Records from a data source
----------

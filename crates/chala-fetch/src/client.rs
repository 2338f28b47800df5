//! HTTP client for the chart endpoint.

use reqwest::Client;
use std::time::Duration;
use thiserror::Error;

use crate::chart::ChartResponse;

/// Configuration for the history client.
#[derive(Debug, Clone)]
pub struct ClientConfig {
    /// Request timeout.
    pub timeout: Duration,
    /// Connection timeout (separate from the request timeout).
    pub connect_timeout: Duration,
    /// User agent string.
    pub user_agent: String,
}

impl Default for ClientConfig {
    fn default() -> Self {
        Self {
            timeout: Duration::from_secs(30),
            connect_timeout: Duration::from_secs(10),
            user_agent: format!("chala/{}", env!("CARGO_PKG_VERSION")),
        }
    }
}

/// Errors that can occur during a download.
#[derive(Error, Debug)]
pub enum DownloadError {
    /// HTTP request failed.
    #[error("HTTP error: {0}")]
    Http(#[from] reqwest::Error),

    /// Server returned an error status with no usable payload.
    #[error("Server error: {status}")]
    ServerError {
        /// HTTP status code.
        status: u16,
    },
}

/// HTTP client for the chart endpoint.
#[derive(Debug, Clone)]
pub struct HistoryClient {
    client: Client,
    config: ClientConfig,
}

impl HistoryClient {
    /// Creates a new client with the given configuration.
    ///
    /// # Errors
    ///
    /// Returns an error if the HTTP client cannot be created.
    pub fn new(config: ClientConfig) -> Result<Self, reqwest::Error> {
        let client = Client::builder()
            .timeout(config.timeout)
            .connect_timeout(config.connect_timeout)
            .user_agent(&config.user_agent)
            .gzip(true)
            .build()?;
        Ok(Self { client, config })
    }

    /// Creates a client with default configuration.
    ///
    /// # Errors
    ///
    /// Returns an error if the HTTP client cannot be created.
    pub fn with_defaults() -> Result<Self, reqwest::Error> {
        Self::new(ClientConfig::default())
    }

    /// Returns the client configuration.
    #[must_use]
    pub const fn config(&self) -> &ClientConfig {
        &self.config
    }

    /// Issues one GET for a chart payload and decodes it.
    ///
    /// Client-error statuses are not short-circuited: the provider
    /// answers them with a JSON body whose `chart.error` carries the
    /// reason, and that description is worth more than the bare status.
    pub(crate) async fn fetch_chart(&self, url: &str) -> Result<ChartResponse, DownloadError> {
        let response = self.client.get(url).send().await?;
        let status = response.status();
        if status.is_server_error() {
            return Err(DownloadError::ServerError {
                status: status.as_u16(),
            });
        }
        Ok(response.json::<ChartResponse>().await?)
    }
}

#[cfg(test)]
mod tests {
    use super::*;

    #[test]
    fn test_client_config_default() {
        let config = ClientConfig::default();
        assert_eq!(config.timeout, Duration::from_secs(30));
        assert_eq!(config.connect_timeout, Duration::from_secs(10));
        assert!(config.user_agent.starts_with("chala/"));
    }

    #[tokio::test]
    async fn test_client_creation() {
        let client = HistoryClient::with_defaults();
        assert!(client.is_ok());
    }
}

----------

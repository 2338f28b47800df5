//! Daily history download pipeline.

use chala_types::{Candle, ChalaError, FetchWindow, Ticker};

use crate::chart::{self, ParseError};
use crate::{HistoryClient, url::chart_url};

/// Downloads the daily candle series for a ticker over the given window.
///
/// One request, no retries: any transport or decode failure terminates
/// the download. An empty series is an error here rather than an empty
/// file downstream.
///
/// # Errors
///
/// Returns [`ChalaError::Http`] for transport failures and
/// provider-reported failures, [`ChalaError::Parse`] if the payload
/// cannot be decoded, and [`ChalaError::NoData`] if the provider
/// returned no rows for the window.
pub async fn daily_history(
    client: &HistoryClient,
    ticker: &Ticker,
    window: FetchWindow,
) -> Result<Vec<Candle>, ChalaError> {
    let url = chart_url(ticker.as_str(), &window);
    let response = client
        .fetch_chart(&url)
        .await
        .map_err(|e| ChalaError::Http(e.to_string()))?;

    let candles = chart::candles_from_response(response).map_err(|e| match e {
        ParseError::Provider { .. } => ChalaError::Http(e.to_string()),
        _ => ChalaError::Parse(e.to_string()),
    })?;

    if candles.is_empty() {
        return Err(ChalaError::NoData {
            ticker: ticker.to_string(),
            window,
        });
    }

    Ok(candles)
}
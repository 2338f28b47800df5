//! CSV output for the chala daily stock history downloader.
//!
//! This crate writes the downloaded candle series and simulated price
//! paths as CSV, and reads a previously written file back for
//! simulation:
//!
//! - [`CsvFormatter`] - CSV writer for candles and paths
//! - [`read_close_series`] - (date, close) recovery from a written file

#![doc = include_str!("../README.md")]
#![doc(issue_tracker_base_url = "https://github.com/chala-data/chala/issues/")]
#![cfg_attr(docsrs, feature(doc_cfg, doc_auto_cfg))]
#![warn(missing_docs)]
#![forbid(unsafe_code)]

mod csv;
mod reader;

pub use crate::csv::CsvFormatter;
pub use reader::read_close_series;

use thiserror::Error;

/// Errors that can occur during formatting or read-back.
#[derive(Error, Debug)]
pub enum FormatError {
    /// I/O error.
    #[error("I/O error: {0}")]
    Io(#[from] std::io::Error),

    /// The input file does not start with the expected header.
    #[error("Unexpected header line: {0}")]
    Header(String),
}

----------

Task to carry out >>
Whenever a line includes the word "struct", pull it out of the entries.

Solution >>
pub struct ClientConfig {
pub struct HistoryClient {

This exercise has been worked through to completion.